Data excerpts
Segment Open
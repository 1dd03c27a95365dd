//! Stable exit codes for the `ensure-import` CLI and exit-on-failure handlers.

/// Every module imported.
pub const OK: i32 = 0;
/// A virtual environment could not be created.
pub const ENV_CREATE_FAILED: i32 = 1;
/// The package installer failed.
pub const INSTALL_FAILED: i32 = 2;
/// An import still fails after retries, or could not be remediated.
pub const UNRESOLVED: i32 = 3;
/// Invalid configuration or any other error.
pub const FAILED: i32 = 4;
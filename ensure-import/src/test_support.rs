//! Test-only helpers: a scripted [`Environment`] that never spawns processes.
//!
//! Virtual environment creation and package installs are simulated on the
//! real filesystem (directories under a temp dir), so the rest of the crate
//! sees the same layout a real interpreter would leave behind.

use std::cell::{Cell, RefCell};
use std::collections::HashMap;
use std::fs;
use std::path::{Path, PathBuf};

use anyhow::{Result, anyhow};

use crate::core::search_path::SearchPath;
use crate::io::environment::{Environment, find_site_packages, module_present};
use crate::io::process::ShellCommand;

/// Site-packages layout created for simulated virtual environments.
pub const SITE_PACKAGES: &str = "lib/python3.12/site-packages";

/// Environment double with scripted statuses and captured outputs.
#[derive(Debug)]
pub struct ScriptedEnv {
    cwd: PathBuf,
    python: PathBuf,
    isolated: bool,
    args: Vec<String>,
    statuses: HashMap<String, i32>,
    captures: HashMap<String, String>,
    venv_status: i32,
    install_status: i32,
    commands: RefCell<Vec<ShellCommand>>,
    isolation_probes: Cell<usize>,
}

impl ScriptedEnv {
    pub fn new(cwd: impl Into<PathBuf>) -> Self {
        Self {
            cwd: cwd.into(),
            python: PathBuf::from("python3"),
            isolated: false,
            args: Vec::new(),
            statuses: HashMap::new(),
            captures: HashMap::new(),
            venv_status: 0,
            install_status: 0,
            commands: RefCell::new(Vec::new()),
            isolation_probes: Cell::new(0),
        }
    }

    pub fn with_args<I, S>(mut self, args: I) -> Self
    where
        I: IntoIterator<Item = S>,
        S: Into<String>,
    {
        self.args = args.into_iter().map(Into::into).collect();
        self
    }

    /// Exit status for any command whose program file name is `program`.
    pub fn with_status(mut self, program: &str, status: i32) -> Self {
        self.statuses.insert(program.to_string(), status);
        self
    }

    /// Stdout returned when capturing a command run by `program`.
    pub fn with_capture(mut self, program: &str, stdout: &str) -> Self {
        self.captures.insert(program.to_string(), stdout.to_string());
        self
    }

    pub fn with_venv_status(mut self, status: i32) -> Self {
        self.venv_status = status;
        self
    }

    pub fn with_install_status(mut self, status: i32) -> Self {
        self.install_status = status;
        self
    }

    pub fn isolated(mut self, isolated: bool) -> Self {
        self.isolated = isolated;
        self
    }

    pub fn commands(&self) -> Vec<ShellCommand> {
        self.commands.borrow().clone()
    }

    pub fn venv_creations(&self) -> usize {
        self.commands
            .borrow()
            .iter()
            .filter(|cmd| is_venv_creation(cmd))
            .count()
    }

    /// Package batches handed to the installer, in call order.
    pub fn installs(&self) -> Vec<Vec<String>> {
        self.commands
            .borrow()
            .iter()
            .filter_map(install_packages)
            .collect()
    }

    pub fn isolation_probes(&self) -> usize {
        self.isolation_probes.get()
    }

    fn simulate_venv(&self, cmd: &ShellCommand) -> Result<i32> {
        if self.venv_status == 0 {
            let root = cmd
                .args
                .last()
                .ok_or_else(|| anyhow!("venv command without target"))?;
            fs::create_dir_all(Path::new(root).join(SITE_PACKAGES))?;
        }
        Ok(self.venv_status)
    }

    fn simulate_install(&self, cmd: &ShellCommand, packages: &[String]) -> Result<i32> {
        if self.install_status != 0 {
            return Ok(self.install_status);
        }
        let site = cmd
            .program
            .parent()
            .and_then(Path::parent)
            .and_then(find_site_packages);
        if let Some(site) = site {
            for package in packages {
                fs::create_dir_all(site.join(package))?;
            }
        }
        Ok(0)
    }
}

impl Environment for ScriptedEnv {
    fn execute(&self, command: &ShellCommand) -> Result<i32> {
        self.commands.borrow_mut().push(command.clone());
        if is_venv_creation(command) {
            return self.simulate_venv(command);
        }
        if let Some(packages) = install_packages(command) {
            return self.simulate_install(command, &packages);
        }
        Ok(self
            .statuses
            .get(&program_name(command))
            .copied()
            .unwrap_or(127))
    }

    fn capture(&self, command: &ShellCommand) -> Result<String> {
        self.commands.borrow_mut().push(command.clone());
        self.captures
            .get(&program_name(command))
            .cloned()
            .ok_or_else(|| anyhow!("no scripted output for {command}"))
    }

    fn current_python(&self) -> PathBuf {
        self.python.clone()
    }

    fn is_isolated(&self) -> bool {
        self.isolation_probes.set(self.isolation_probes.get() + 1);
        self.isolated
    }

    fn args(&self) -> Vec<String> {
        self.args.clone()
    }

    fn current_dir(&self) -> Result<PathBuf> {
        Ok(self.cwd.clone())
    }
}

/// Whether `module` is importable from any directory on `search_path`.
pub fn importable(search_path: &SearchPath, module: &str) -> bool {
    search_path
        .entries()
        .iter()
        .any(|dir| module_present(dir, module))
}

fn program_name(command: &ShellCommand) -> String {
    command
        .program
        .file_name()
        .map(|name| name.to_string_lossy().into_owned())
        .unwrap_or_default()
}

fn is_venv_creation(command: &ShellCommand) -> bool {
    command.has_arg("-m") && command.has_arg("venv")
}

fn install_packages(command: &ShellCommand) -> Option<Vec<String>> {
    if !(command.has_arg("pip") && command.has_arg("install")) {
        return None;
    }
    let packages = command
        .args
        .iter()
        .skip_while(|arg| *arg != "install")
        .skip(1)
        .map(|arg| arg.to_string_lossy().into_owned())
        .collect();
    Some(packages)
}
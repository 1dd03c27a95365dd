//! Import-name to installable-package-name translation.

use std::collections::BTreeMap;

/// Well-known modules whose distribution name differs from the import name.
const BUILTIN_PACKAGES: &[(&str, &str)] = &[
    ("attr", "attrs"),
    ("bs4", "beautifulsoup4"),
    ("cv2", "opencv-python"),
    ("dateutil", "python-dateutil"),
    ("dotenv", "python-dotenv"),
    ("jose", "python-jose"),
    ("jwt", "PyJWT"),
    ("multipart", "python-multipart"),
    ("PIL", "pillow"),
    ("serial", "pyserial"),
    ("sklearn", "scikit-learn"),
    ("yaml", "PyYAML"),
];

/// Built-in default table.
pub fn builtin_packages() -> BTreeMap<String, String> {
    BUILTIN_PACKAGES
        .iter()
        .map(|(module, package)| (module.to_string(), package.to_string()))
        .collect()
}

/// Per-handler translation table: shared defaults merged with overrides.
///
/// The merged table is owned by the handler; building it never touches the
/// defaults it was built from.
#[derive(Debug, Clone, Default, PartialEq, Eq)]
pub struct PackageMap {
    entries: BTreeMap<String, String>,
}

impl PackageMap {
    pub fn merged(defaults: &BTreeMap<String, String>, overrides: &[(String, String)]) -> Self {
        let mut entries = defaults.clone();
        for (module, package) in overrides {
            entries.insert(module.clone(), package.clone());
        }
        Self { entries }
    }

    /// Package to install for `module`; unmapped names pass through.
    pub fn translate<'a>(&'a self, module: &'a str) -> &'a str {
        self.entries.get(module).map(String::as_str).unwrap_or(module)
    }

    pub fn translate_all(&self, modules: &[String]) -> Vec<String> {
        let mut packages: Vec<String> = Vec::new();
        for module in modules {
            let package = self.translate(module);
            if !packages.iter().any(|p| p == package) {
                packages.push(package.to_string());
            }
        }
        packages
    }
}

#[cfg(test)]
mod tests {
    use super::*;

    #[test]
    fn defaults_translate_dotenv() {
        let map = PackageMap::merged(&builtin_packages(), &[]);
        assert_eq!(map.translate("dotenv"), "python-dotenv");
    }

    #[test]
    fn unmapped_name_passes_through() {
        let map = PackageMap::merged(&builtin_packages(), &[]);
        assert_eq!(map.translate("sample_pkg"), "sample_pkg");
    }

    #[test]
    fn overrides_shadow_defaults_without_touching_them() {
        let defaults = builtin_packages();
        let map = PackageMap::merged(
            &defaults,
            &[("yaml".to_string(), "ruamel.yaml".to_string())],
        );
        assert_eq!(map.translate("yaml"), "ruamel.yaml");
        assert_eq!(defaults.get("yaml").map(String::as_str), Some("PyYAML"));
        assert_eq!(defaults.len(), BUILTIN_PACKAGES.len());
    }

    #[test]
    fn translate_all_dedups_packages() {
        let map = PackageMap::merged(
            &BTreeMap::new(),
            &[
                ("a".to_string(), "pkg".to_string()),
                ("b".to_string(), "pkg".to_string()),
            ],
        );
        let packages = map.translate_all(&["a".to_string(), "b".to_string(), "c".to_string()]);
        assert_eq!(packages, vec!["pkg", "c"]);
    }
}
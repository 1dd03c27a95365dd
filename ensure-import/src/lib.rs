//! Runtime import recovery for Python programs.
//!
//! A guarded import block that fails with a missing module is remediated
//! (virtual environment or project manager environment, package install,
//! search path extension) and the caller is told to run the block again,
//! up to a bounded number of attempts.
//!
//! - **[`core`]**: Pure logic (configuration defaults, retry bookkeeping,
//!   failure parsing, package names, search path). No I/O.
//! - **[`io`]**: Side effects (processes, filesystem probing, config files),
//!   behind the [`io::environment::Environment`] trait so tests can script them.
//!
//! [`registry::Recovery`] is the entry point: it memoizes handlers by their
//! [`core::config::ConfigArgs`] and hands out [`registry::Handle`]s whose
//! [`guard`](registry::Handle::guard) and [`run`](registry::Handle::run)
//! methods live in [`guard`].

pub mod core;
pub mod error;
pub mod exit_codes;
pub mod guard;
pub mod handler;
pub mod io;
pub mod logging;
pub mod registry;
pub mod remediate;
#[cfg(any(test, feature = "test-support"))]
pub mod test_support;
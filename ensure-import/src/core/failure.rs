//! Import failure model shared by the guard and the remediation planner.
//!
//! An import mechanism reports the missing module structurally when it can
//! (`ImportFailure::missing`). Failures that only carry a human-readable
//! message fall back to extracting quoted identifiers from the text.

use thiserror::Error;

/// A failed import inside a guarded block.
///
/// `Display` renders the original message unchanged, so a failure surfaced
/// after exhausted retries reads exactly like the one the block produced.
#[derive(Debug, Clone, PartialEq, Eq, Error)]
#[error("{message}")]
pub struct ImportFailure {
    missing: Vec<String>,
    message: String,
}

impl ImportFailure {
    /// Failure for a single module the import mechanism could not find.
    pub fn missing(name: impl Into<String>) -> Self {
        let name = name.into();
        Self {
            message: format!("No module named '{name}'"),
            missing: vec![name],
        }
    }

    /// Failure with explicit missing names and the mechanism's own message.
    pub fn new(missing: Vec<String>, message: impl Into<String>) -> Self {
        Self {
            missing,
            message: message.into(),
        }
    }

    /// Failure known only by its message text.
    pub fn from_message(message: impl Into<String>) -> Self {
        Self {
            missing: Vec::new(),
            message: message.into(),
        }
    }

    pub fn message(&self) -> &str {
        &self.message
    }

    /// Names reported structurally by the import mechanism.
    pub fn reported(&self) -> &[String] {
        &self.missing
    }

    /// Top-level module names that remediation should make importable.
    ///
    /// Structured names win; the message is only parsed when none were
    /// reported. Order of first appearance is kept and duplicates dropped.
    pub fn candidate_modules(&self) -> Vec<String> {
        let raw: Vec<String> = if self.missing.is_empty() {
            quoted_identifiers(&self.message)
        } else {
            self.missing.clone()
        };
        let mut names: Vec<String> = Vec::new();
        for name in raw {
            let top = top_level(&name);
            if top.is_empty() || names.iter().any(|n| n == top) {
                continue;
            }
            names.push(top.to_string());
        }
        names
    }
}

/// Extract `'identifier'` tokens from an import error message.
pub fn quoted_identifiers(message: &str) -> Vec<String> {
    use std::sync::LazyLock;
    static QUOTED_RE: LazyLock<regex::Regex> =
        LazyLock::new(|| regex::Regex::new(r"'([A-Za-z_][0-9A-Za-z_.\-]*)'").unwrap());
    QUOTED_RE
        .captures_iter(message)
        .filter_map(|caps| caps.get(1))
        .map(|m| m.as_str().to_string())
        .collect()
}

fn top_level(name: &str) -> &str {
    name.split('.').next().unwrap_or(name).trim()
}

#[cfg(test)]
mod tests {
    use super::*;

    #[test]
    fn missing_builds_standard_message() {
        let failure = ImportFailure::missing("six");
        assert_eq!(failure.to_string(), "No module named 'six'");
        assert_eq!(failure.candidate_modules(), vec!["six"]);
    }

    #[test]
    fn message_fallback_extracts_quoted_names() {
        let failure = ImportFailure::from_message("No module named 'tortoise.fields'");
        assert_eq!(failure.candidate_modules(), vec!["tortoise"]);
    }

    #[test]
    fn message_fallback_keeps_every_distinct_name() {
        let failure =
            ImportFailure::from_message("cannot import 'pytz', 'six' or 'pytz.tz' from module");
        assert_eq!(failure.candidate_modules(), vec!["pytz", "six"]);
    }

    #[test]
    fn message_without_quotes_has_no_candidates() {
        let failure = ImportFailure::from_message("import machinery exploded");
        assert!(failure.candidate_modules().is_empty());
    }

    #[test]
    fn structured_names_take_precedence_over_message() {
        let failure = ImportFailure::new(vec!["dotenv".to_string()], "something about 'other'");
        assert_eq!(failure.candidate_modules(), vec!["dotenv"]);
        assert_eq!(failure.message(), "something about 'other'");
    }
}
Segment Closed
— WHAT THE EXERCISE ASKS —
Reproduce verbatim the lines above, from the line with "and exit-on-failure handlers." through the line with "package installer failed.".

— FINISHED EXERCISE —
//! Stable exit codes for the `ensure-import` CLI and exit-on-failure handlers.

/// Every module imported.
pub const OK: i32 = 0;
/// A virtual environment could not be created.
pub const ENV_CREATE_FAILED: i32 = 1;
/// The package installer failed.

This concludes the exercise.